*Problem requirements:*
All lines with the word "identifier" must be pulled from the entries below.

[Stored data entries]
Segment Open

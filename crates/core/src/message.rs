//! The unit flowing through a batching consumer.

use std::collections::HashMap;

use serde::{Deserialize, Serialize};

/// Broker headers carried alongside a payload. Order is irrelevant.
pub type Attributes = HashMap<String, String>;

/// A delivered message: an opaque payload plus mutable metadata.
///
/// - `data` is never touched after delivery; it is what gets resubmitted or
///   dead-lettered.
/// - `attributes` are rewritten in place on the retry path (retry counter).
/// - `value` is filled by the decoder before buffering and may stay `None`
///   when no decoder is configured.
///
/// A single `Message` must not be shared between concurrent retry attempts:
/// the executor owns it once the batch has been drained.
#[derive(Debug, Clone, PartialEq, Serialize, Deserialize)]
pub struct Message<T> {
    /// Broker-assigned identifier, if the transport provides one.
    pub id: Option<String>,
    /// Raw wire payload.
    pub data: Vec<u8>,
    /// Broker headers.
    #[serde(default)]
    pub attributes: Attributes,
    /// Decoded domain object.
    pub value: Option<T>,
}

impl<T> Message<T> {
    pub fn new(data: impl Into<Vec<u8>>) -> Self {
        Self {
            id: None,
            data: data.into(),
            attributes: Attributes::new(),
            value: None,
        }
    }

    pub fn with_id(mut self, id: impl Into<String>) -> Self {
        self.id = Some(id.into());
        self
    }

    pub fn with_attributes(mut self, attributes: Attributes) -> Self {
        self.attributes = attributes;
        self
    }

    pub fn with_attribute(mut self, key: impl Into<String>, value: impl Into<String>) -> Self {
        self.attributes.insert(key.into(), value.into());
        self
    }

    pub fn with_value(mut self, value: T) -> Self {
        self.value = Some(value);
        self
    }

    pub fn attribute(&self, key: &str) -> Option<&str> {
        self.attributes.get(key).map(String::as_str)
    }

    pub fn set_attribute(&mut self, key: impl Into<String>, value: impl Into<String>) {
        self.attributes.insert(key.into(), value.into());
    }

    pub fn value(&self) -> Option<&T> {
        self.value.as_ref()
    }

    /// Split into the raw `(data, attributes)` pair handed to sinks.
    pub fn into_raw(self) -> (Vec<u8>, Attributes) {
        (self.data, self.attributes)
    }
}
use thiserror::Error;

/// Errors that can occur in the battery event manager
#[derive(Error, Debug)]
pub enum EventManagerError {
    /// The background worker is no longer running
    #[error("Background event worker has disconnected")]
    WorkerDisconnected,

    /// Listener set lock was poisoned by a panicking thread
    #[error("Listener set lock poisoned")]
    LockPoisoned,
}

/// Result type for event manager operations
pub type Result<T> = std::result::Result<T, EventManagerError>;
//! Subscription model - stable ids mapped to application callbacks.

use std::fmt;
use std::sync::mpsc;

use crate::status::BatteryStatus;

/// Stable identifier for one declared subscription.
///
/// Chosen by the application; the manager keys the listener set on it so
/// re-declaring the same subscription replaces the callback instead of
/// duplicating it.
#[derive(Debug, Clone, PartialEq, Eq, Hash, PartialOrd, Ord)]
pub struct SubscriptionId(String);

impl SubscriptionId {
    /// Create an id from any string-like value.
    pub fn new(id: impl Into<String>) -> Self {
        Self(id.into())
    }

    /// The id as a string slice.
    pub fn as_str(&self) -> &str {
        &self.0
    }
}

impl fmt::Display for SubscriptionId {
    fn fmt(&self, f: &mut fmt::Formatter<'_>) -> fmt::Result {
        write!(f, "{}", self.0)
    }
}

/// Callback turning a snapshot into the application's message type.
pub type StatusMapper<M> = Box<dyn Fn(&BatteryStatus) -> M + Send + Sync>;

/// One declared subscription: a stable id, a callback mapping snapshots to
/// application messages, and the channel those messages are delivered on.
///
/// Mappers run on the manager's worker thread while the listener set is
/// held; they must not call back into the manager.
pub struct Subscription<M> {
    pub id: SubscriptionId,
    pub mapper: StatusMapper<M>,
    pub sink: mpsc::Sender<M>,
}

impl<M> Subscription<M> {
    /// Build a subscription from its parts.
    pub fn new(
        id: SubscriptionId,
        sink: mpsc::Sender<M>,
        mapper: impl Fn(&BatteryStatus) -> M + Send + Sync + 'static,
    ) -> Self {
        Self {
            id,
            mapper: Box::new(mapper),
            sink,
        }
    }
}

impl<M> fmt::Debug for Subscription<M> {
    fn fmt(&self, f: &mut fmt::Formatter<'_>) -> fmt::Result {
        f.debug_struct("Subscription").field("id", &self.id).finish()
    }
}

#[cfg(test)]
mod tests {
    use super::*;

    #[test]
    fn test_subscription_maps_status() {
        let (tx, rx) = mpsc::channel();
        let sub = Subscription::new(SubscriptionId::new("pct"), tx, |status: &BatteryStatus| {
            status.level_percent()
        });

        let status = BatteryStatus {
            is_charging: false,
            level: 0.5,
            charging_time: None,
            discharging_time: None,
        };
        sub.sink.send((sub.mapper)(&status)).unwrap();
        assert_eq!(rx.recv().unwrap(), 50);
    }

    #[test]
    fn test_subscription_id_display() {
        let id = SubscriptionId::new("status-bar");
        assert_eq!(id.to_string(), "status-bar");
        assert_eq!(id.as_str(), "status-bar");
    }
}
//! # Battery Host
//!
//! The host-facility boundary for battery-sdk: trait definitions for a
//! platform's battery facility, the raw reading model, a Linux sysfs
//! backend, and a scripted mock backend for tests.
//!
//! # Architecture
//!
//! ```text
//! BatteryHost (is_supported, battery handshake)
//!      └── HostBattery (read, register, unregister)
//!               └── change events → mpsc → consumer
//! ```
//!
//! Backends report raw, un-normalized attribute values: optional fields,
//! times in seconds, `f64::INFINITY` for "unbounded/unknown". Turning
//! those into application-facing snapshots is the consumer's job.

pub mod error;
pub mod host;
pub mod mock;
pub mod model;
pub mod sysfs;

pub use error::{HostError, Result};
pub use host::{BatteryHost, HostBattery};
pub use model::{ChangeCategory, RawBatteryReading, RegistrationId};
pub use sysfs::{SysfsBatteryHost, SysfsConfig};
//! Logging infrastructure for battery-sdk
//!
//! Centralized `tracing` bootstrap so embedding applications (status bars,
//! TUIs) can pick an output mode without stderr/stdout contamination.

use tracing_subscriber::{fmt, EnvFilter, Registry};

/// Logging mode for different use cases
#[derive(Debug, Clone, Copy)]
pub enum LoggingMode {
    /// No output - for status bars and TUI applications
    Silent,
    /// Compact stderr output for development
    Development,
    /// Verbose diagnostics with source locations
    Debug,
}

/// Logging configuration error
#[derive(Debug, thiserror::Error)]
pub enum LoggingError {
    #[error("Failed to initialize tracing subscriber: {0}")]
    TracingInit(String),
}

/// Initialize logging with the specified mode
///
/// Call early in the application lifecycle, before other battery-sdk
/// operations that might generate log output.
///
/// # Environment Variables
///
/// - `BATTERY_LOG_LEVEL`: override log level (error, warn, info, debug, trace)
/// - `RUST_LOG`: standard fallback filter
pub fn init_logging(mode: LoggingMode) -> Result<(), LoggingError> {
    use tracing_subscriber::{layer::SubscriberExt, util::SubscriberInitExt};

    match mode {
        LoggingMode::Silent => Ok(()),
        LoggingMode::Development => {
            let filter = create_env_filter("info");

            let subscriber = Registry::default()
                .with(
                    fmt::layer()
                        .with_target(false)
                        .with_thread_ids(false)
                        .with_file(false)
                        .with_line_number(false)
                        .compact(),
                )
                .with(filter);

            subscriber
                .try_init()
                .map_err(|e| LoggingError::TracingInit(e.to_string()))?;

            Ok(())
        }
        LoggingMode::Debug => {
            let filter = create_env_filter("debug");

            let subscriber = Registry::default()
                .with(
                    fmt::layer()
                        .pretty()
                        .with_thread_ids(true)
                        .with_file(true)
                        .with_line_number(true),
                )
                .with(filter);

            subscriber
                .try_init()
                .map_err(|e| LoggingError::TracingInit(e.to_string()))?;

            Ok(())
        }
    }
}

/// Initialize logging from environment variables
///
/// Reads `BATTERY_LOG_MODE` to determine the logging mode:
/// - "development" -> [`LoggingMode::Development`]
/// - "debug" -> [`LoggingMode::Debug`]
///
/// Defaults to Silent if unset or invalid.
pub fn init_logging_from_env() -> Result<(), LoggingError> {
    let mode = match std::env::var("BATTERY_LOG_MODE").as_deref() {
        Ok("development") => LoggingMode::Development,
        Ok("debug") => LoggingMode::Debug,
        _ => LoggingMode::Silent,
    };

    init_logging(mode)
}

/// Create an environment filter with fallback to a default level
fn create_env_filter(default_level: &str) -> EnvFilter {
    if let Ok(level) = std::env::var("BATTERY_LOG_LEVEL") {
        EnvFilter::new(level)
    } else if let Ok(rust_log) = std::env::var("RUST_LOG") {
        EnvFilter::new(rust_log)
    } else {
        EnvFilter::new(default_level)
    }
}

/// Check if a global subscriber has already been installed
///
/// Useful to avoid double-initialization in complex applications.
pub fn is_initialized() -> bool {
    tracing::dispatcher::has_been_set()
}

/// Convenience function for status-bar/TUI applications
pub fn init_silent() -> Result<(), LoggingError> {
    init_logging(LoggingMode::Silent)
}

Segment Closed

*Result of the exercise:*
    /// Broker-assigned identifier, if the transport provides one.
/// Stable identifier for one declared subscription.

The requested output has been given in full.